The country and the PL, he said will continue benefitting from her work, which, he said, always favoured the country.

"I have no doubt she will remain at the disposal of the PL and I look forward to continue working together." 

Cutajar was the first Gozitan and the youngest Maltese to have ever been elected as MEP.

She was first elected to the Nadur local council in 2012 when she was still a University law student, and was elected to the EU Parliament on her first run.

"I returned your trust in work for our country. I maintained continuous pressure for EU policies that recognise the realities and challenges of islands like ours and worked for a more inclusive digital sector and the principles of equality and social justice," she wrote.

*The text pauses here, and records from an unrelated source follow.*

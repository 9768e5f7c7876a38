//! Test utilities for driving a pub/sub service end to end.
//!
//! Provides a running service over in-memory storage, stanza builders, and
//! helpers for collecting what the service sends back out.

#![allow(dead_code)]

use std::sync::{Arc, Once};
use std::time::Duration;

use jid::BareJid;
use minidom::Element;
use tokio::sync::mpsc;
use tokio::time::timeout;
use waddle_pubsub::{
    DiscoRegistry, InMemoryPubSubStorage, PubSubRepository, PubSubService, ServiceConfig,
    StanzaSender,
};

/// Service domain used by every test.
pub const SERVICE: &str = "pubsub.example.com";

/// How long to wait for the first outbound stanza.
pub const DEFAULT_TIMEOUT: Duration = Duration::from_secs(5);

/// Quiet period after which no more outbound stanzas are expected.
pub const SETTLE: Duration = Duration::from_millis(100);

pub const NS_PUBSUB: &str = "http://jabber.org/protocol/pubsub";
pub const NS_PUBSUB_OWNER: &str = "http://jabber.org/protocol/pubsub#owner";
pub const NS_PUBSUB_EVENT: &str = "http://jabber.org/protocol/pubsub#event";
pub const NS_PUBSUB_ERRORS: &str = "http://jabber.org/protocol/pubsub#errors";
pub const NS_STANZAS: &str = "urn:ietf:params:xml:ns:xmpp-stanzas";

/// Install a test log subscriber once per process.
pub fn init_tracing() {
    static INIT: Once = Once::new();
    INIT.call_once(|| {
        let _ = tracing_subscriber::fmt()
            .with_env_filter("waddle_pubsub=debug")
            .with_test_writer()
            .try_init();
    });
}

pub fn jid(s: &str) -> BareJid {
    s.parse().expect("valid JID")
}

/// A running pub/sub service with its outbound channel.
pub struct TestService {
    pub service: PubSubService,
    pub storage: Arc<InMemoryPubSubStorage>,
    pub disco: Arc<DiscoRegistry>,
    pub outbound: mpsc::Receiver<Element>,
}

impl TestService {
    pub fn start() -> Self {
        init_tracing();
        let storage = Arc::new(InMemoryPubSubStorage::new());
        let disco = Arc::new(DiscoRegistry::new());
        let (out, outbound) = StanzaSender::channel(256);
        let service = PubSubService::start(
            &ServiceConfig::new(SERVICE),
            Arc::new(PubSubRepository::new(storage.clone())),
            disco.clone(),
            out,
        )
        .expect("service should start");
        Self {
            service,
            storage,
            disco,
            outbound,
        }
    }

    /// Send a stanza and collect everything the service emits in response.
    pub async fn exchange(&mut self, xml: &str) -> Vec<Element> {
        let stanza: Element = xml.parse().expect("valid XML");
        self.service.process(stanza).await.expect("stanza queued");
        collect_outbound(&mut self.outbound).await
    }

    /// Send a stanza and return the reply carrying the same id.
    pub async fn request(&mut self, xml: &str) -> (Element, Vec<Element>) {
        let stanza: Element = xml.parse().expect("valid XML");
        let id = stanza.attr("id").expect("stanza id").to_string();
        let mut sent = self.exchange(xml).await;
        let position = sent
            .iter()
            .position(|s| s.attr("id") == Some(id.as_str()))
            .expect("reply to request");
        let reply = sent.remove(position);
        (reply, sent)
    }

    pub async fn stop(self) {
        self.service.stop().await;
    }
}

/// Drain outbound stanzas until the service goes quiet.
pub async fn collect_outbound(rx: &mut mpsc::Receiver<Element>) -> Vec<Element> {
    let mut collected = Vec::new();
    match timeout(DEFAULT_TIMEOUT, rx.recv()).await {
        Ok(Some(stanza)) => collected.push(stanza),
        _ => return collected,
    }
    while let Ok(Some(stanza)) = timeout(SETTLE, rx.recv()).await {
        collected.push(stanza);
    }
    collected
}

/// Build an IQ from `from` to the service.
pub fn iq(iq_type: &str, id: &str, from: &str, payload: &str) -> String {
    format!("<iq xmlns='jabber:client' type='{iq_type}' id='{id}' from='{from}' to='{SERVICE}'>{payload}</iq>")
}

pub fn pubsub(payload: &str) -> String {
    format!("<pubsub xmlns='{NS_PUBSUB}'>{payload}</pubsub>")
}

pub fn pubsub_owner(payload: &str) -> String {
    format!("<pubsub xmlns='{NS_PUBSUB_OWNER}'>{payload}</pubsub>")
}

/// A submitted node configuration form with the given field values.
pub fn config_form(fields: &[(&str, &str)]) -> String {
    let mut form = String::from("<x xmlns='jabber:x:data' type='submit'><field var='FORM_TYPE' type='hidden'><value>http://jabber.org/protocol/pubsub#node_config</value></field>");
    for (var, value) in fields {
        form.push_str(&format!("<field var='{var}'><value>{value}</value></field>"));
    }
    form.push_str("</x>");
    form
}

/// The defined condition of an error reply.
pub fn error_condition(reply: &Element) -> Option<String> {
    reply
        .children()
        .find(|c| c.name() == "error")?
        .children()
        .find(|c| c.ns() == NS_STANZAS && c.name() != "text")
        .map(|c| c.name().to_string())
}

/// Whether an error reply carries the given `pubsub#errors` condition.
pub fn has_app_condition(reply: &Element, name: &str) -> bool {
    reply
        .children()
        .filter(|c| c.name() == "error")
        .flat_map(|e| e.children())
        .any(|c| c.ns() == NS_PUBSUB_ERRORS && c.name() == name)
}
//! In-memory port implementations.
//!
//! Back the engine in tests and single-process deployments where the
//! surrounding application owns durable storage separately.

use std::collections::HashMap;

use async_trait::async_trait;
use chrono::{DateTime, Utc};
use tokio::sync::RwLock;

use agenda_core::approval::ProjectPolicy;
use agenda_core::commitment::{Commitment, CommitmentKind};
use agenda_core::request::EventRequest;
use agenda_core::types::{ProjectId, RequestId, TrainerId};

use crate::error::{EngineError, EngineResult};
use crate::ports::{CommitmentStore, PolicyLookup, RequestStore};

// ---------------------------------------------------------------------------
// Commitments
// ---------------------------------------------------------------------------

#[derive(Default)]
struct CommitmentState {
    /// Externally-owned commitments (published events, trainer blocks).
    fixed: Vec<Commitment>,
    /// Reservations made by the engine, keyed by request id so they can be
    /// released on reject/cancel.
    reserved: HashMap<RequestId, Vec<Commitment>>,
}

/// In-memory calendar of record.
#[derive(Default)]
pub struct InMemoryCommitments {
    state: RwLock<CommitmentState>,
}

impl InMemoryCommitments {
    pub fn new() -> Self {
        Self::default()
    }

    /// Seed an externally-owned commitment (existing event or block).
    pub async fn add(&self, commitment: Commitment) {
        self.state.write().await.fixed.push(commitment);
    }
}

#[async_trait]
impl CommitmentStore for InMemoryCommitments {
    async fn commitments_for(
        &self,
        trainer: TrainerId,
        window_start: DateTime<Utc>,
        window_end: DateTime<Utc>,
    ) -> EngineResult<Vec<Commitment>> {
        let state = self.state.read().await;
        let mut result: Vec<Commitment> = state
            .fixed
            .iter()
            .chain(state.reserved.values().flatten())
            .filter(|c| c.trainer == trainer && c.overlaps(window_start, window_end))
            .cloned()
            .collect();
        result.sort_by_key(|c| c.start);
        Ok(result)
    }

    async fn reserve(&self, request: &EventRequest) -> EngineResult<()> {
        let entries: Vec<Commitment> = request
            .trainers
            .iter()
            .map(|&trainer| Commitment {
                trainer,
                start: request.start,
                end: request.end,
                kind: CommitmentKind::Event,
                municipality: request
                    .modality
                    .requires_travel()
                    .then_some(request.municipality),
            })
            .collect();

        self.state.write().await.reserved.insert(request.id, entries);
        Ok(())
    }

    async fn release(&self, request_id: RequestId) -> EngineResult<()> {
        self.state.write().await.reserved.remove(&request_id);
        Ok(())
    }
}

// ---------------------------------------------------------------------------
// Policies
// ---------------------------------------------------------------------------

/// In-memory project-policy configuration.
#[derive(Default)]
pub struct InMemoryPolicies {
    policies: RwLock<HashMap<ProjectId, ProjectPolicy>>,
}

impl InMemoryPolicies {
    pub fn new() -> Self {
        Self::default()
    }

    pub async fn set(&self, project: ProjectId, policy: ProjectPolicy) {
        self.policies.write().await.insert(project, policy);
    }
}

#[async_trait]
impl PolicyLookup for InMemoryPolicies {
    async fn policy_for(&self, project: ProjectId) -> EngineResult<ProjectPolicy> {
        self.policies
            .read()
            .await
            .get(&project)
            .copied()
            .ok_or(EngineError::PolicyNotFound(project))
    }
}

// ---------------------------------------------------------------------------
// Requests
// ---------------------------------------------------------------------------

/// In-memory event-request store.
#[derive(Default)]
pub struct InMemoryRequests {
    requests: RwLock<HashMap<RequestId, EventRequest>>,
}

impl InMemoryRequests {
    pub fn new() -> Self {
        Self::default()
    }
}

#[async_trait]
impl RequestStore for InMemoryRequests {
    async fn insert(&self, request: &EventRequest) -> EngineResult<()> {
        self.requests
            .write()
            .await
            .insert(request.id, request.clone());
        Ok(())
    }

    async fn update(&self, request: &EventRequest) -> EngineResult<()> {
        let mut requests = self.requests.write().await;
        if !requests.contains_key(&request.id) {
            return Err(EngineError::RequestNotFound(request.id));
        }
        requests.insert(request.id, request.clone());
        Ok(())
    }

    async fn get(&self, id: RequestId) -> EngineResult<Option<EventRequest>> {
        Ok(self.requests.read().await.get(&id).cloned())
    }
}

She had warm wishes for the prime minister and the PL candidates and vowed to remain available to help the party.

Cutajar is vice-chair of the SEArica Intergroup at the European Parliament, focusing on islands, seas, rivers and coastal areas.

Her work was focused on small and medium-sized enterprises (SMEs) and digitalisation.

Before she took her political career to Brussels, she served as Chairperson of Gozo’s PL Regional Committee and worked as a lawyer within the Office of the Prime Minister.

Out with the old

The news comes days after Steve Ellul resigned as Project Green CEO to run for the MEP election, after being urged by the PL "to fill the void" left by Miriam Dalli and Alfred Sant.

Dalli left Brussels in 2020 to take up a seat in the Maltese parliament and later became minister, while Sant confirmed last April that he would not seek re-election "to make room" for others.

The two candidates jointly won the party a record number of votes in the past two MEP elections.

Meanwhile, it remains unclear whether MEP Cyrus Engerer will contest the election, which leaves only one incumbent Labour MEP - Alex Agius Saliba - to confirm his candidature so far.

In July, the PL approved three new candidates for the MEP election – young lawyers Marie Elise Agius (36), former Mtarfa mayor Daniel Attard (31) and Gudja mayor Marija Sara Vella Gafà (27).

It then approved former union man Jesmond Bonello as a candidate in October and economist Clint Azzopardi Flores as a candidate in December.